In 2012, Trevorrow directed Safety Not Guaranteed, a film inspired by a classified advertisement which ran in a 1997 issue of Backwoods Home Magazine that read: "Somebody to go back in time with me. This is not a joke. P.O. Box 322, Oakview, CA 93022. You'll get paid after we get back. Must bring your own weapons. Safety not guaranteed. I have only done this once before." The script was by Connolly, who intended for Trevorrow to direct it. The film received various accolades, including a nomination for Trevorrow for the Independent Spirit Award for Best First Feature. The film was nominated for the Grand Jury Prize at Sundance, where it picked up the Waldo Salt Screenwriting Award. After the release of Safety Not Guaranteed, Trevorrow and Connolly were hired by the Walt Disney Company to write an as-yet unmade remake of the film Flight of the Navigator (1986). Trevorrow co-wrote and directed Jurassic World (2015), and also provided his voice for the film's character of Mr. DNA. Connolly and Trevorrow also co-wrote the screenplay for its sequel, Jurassic World: Fallen Kingdom, which was released in June 2018 and for which Trevorrow is an executive producer.

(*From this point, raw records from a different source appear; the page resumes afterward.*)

//! Notification center: the lifecycle controller.
//!
//! Every record moves through `Visible -> Closing -> Settled`:
//!
//! 1. [`NotificationCenter::enqueue`] appends a `Visible` record and, for auto-closing
//!    records, schedules an auto-dismiss timer.
//! 2. [`NotificationCenter::close_with`] (reached from a timer, an explicit close, or an
//!    action) cancels the auto-dismiss timer, flips the record to `Closing` and schedules
//!    the linger delay.
//! 3. When the linger delay fires the record is removed and its settlement handle is
//!    consumed. The record no longer exists, so it cannot settle again.
//!
//! A close for an id that is absent or already closing is a no-op, which makes stale
//! timers and repeated clicks harmless.

use crate::config::{DialogConfig, NoticeboardConfig, QueueConfig};
use crate::deferred::Deferred;
use crate::duration::{compute_duration, KindDurations};
use crate::error::NoticeError;
use crate::events::{EventBus, NotificationEvent};
use crate::registry::{NotificationRecord, Phase, RecordView, Registry, SettlementHandle};
use crate::scheduler::{Scheduler, TokioScheduler};
use crate::types::{ActionKind, Choice, NotificationId, NotificationRequest, Outcome, Resolution};
use parking_lot::Mutex;
use std::sync::atomic::{AtomicU64, Ordering};
use std::sync::mpsc::Receiver;
use std::sync::{Arc, Weak};
use std::time::Duration;
use tokio::sync::oneshot;
use tracing::{debug, info, warn};

/// Default delay between hiding a record and removing it
pub const DEFAULT_LINGER: Duration = Duration::from_millis(300);

/// Timing settings for a center
#[derive(Debug, Clone, Copy, PartialEq, Eq)]
pub struct CenterSettings {
    pub linger: Duration,
    pub durations: KindDurations,
}

impl Default for CenterSettings {
    fn default() -> Self {
        Self {
            linger: DEFAULT_LINGER,
            durations: KindDurations::default(),
        }
    }
}

impl From<&QueueConfig> for CenterSettings {
    fn from(config: &QueueConfig) -> Self {
        Self {
            linger: Duration::from_millis(config.linger_ms),
            durations: config.durations.to_kind_durations(),
        }
    }
}

struct CenterInner {
    registry: Mutex<Registry>,
    next_id: AtomicU64,
    scheduler: Arc<dyn Scheduler>,
    settings: CenterSettings,
    dialogs: DialogConfig,
    events: EventBus,
}

/// Owned notification queue service.
///
/// Cloning yields another handle to the same queue. Independent centers share nothing.
#[derive(Clone)]
pub struct NotificationCenter {
    inner: Arc<CenterInner>,
}

/// Non-owning handle from [`NotificationCenter::downgrade`]
#[derive(Clone)]
pub struct WeakNotificationCenter {
    inner: Weak<CenterInner>,
}

impl WeakNotificationCenter {
    /// `None` once every strong handle is gone
    pub fn upgrade(&self) -> Option<NotificationCenter> {
        self.inner
            .upgrade()
            .map(|inner| NotificationCenter { inner })
    }
}

impl NotificationCenter {
    /// Create a center with default timings
    pub fn new(scheduler: Arc<dyn Scheduler>) -> Self {
        Self::with_settings(scheduler, CenterSettings::default())
    }

    pub fn with_settings(scheduler: Arc<dyn Scheduler>, settings: CenterSettings) -> Self {
        Self::build(scheduler, settings, DialogConfig::default())
    }

    /// Create a center from loaded configuration
    pub fn from_config(
        scheduler: Arc<dyn Scheduler>,
        config: &NoticeboardConfig,
    ) -> Self {
        Self::build(
            scheduler,
            CenterSettings::from(&config.queue),
            config.dialogs.clone(),
        )
    }

    /// Create a center whose timers run on the current tokio runtime
    pub fn on_current_runtime() -> Result<Self, NoticeError> {
        Ok(Self::new(Arc::new(TokioScheduler::current()?)))
    }

    fn build(
        scheduler: Arc<dyn Scheduler>,
        settings: CenterSettings,
        dialogs: DialogConfig,
    ) -> Self {
        Self {
            inner: Arc::new(CenterInner {
                registry: Mutex::new(Registry::new()),
                next_id: AtomicU64::new(1),
                scheduler,
                settings,
                dialogs,
                events: EventBus::new(),
            }),
        }
    }

    pub fn settings(&self) -> CenterSettings {
        self.inner.settings
    }

    pub(crate) fn dialog_config(&self) -> &DialogConfig {
        &self.inner.dialogs
    }

    /// Queue a notification. Never blocks and never refuses a request.
    pub fn enqueue(&self, request: NotificationRequest) -> (NotificationId, Deferred) {
        let (tx, rx) = oneshot::channel();
        let id = NotificationId::new(self.inner.next_id.fetch_add(1, Ordering::SeqCst));
        let base = request
            .duration
            .unwrap_or_else(|| self.inner.settings.durations.for_kind(request.kind));
        let schedules_auto_dismiss = request.schedules_auto_dismiss();
        let kind = request.kind;

        let (depth, effective) = {
            let mut registry = self.inner.registry.lock();
            // Depth is sampled before insertion and never recomputed
            let depth = registry.len();
            let effective = compute_duration(base, depth);
            let mut record =
                NotificationRecord::new(id, request, effective, SettlementHandle::new(tx));
            // Schedule the timeout close
            if schedules_auto_dismiss {
                let weak = self.downgrade();
                record.auto_dismiss = Some(self.inner.scheduler.schedule(
                    effective,
                    Box::new(move || {
                        if let Some(center) = weak.upgrade() {
                            center.close_with(id, Outcome::Timeout);
                        }
                    }),
                ));
            }
            // Shown goes out under the lock: before any Hidden for this id, in registry order
            self.inner
                .events
                .emit(NotificationEvent::Shown { record: record.view() });
            registry.push(record);
            (depth, effective)
        };

        debug!(
            id = %id,
            kind = %kind,
            depth = depth,
            base_ms = base.as_millis() as u64,
            effective_ms = effective.as_millis() as u64,
            auto_dismiss = schedules_auto_dismiss,
            "Enqueued notification"
        );

        (id, Deferred::new(id, rx))
    }

    /// Generic close without a choice
    pub fn close(&self, id: NotificationId) -> bool {
        self.close_with(id, Outcome::Close)
    }

    pub fn confirm(&self, id: NotificationId) -> bool {
        self.close_with(id, Outcome::Confirm)
    }

    pub fn cancel(&self, id: NotificationId) -> bool {
        self.close_with(id, Outcome::Cancel)
    }

    /// Choose the action at `index` in the record's declared actions
    pub fn select_action(&self, id: NotificationId, index: usize) -> bool {
        self.close_with(id, Outcome::Action(index))
    }

    /// Start closing a record. Returns false when the call had no effect.
    pub fn close_with(&self, id: NotificationId, outcome: Outcome) -> bool {
        {
            let mut registry = self.inner.registry.lock();
            let Some(record) = registry.get_mut(id) else {
                debug!(id = %id, outcome = ?outcome, "Close ignored for unknown notification");
                return false;
            };
            if !record.is_visible() {
                debug!(id = %id, outcome = ?outcome, "Close ignored, notification already closing");
                return false;
            }
            if let Outcome::Action(index) = outcome {
                if index >= record.actions.len() {
                    warn!(
                        id = %id,
                        index = index,
                        actions = record.actions.len(),
                        "Close ignored, action index out of range"
                    );
                    return false;
                }
            }

            // Cancel the pending auto-dismiss and start lingering
            if let Some(timer) = record.auto_dismiss.take() {
                timer.cancel();
            }
            record.phase = Phase::Closing(outcome);

            let weak = self.downgrade();
            // The linger timer is never cancelled, so its handle is not kept
            let _linger = self.inner.scheduler.schedule(
                self.inner.settings.linger,
                Box::new(move || {
                    if let Some(center) = weak.upgrade() {
                        center.finish(id);
                    }
                }),
            );

            // Removal takes this lock too, so Hidden always precedes Removed
            self.inner
                .events
                .emit(NotificationEvent::Hidden { id, outcome });
        }

        debug!(id = %id, outcome = ?outcome, "Notification hidden");
        true
    }

    /// Remove a lingering record and settle it
    fn finish(&self, id: NotificationId) {
        let removed = self.inner.registry.lock().remove_closing(id);
        let Some((record, outcome)) = removed else {
            return;
        };

        // Callbacks run outside the registry lock so they may enqueue or close freely
        let settlement = resolve(&record, outcome);
        let is_rejection = settlement.is_err();
        let delivered = record.settlement.settle(settlement);

        info!(
            id = %id,
            outcome = ?outcome,
            rejected = is_rejection,
            delivered = delivered,
            "Notification settled"
        );
        self.inner.events.emit(NotificationEvent::Removed {
            id,
            outcome,
            delivered,
        });
    }

    /// Handle that does not keep the center alive.
    ///
    /// Action callbacks that reach back into the center should capture this rather than
    /// a clone: a record owning a strong handle would keep its own center from dropping.
    pub fn downgrade(&self) -> WeakNotificationCenter {
        WeakNotificationCenter {
            inner: Arc::downgrade(&self.inner),
        }
    }

    /// Ordered snapshot of the registry for rendering
    pub fn snapshot(&self) -> Vec<RecordView> {
        self.inner.registry.lock().views()
    }

    pub fn get(&self, id: NotificationId) -> Option<RecordView> {
        self.inner.registry.lock().get(id).map(NotificationRecord::view)
    }

    pub fn len(&self) -> usize {
        self.inner.registry.lock().len()
    }

    pub fn is_empty(&self) -> bool {
        self.inner.registry.lock().is_empty()
    }

    /// Receive lifecycle events from now on
    pub fn subscribe(&self) -> Receiver<NotificationEvent> {
        self.inner.events.subscribe()
    }
}

impl Drop for CenterInner {
    fn drop(&mut self) {
        let records = self.registry.get_mut().drain();
        if !records.is_empty() {
            debug!(pending = records.len(), "Notification center dropped with pending records");
        }
        for record in records {
            if let Some(timer) = record.auto_dismiss {
                timer.cancel();
            }
            let id = record.id;
            record.settlement.settle(Err(NoticeError::Abandoned { id }));
        }
    }
}

/// Map a closing outcome to the record's settlement, running the chosen callback
fn resolve(record: &NotificationRecord, outcome: Outcome) -> Result<Resolution, NoticeError> {
    let id = record.id;
    let resolution = |choice: Choice, value: Option<String>| Resolution { id, choice, value };

    match outcome {
        Outcome::Timeout | Outcome::Close => {
            if record.actions.is_empty() {
                Ok(resolution(Choice::Dismissed, None))
            } else {
                Err(NoticeError::DismissedWithoutChoice { id })
            }
        }
        Outcome::Confirm | Outcome::Cancel => {
            let (kind, choice) = if outcome == Outcome::Confirm {
                (ActionKind::Confirm, Choice::Confirmed)
            } else {
                (ActionKind::Cancel, Choice::Cancelled)
            };
            let value = record
                .actions
                .iter()
                .find(|action| action.kind == kind)
                .and_then(|action| action.run_callback());
            Ok(resolution(choice, value))
        }
        Outcome::Action(index) => match record.actions.get(index) {
            Some(action) => {
                let value = action.run_callback();
                let choice = match action.kind {
                    ActionKind::Confirm => Choice::Confirmed,
                    ActionKind::Cancel => Choice::Cancelled,
                    ActionKind::Custom => Choice::Action(action.clone()),
                };
                Ok(resolution(choice, value))
            }
            None => Err(NoticeError::DismissedWithoutChoice { id }),
        },
    }
}
//! Adaptive display durations.
//!
//! The queue never refuses a request; instead, the deeper the queue is when a record
//! arrives, the shorter that record is shown. Each tier scales the base duration and
//! clamps it to a floor so a toast stays readable.

use crate::types::NotificationKind;
use std::time::Duration;

/// (max depth, multiplier in tenths, floor in ms); depths above the last tier use [`DEEP_TIER`]
const TIERS: [(usize, u32, u64); 2] = [(3, 7, 2000), (5, 5, 1500)];
const DEEP_TIER: (u32, u64) = (3, 1000);

/// Map a base duration and the current queue depth to the effective display duration.
pub fn compute_duration(base: Duration, depth: usize) -> Duration {
    if depth <= 1 {
        return base;
    }
    let (tenths, floor_ms) = TIERS
        .iter()
        .find(|(max_depth, _, _)| depth <= *max_depth)
        .map(|(_, tenths, floor)| (*tenths, *floor))
        .unwrap_or(DEEP_TIER);

    // Integer arithmetic keeps 5000ms * 0.7 at exactly 3500ms.
    // Bases too large to multiply are divided first instead.
    let scaled = base
        .checked_mul(tenths)
        .map(|d| d / 10)
        .unwrap_or_else(|| base / 10 * tenths);
    scaled.max(Duration::from_millis(floor_ms))
}

/// Per-kind base durations used when a request does not carry one
#[derive(Debug, Clone, Copy, PartialEq, Eq)]
pub struct KindDurations {
    pub success: Duration,
    pub error: Duration,
    pub warning: Duration,
    pub info: Duration,
}

impl KindDurations {
    pub fn for_kind(&self, kind: NotificationKind) -> Duration {
        match kind {
            NotificationKind::Success => self.success,
            NotificationKind::Error => self.error,
            NotificationKind::Warning => self.warning,
            NotificationKind::Info => self.info,
        }
    }
}

impl Default for KindDurations {
    fn default() -> Self {
        Self {
            success: Duration::from_millis(3000),
            error: Duration::from_millis(5000),
            warning: Duration::from_millis(4000),
            info: Duration::from_millis(3000),
        }
    }
}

In March 2015, it was announced that Trevorrow would be directing the sci-fi thriller film Intelligent Life, which was bought by DreamWorks. Trevorrow wrote the screenplay with Connolly, while Trevorrow, Frank Marshall, Big Beach, and Spielberg's Amblin Entertainment were announced as producing the film. While there has been other production news since, including Ava DuVernay being attached to direct, as of December 2019 the film has not entered into production.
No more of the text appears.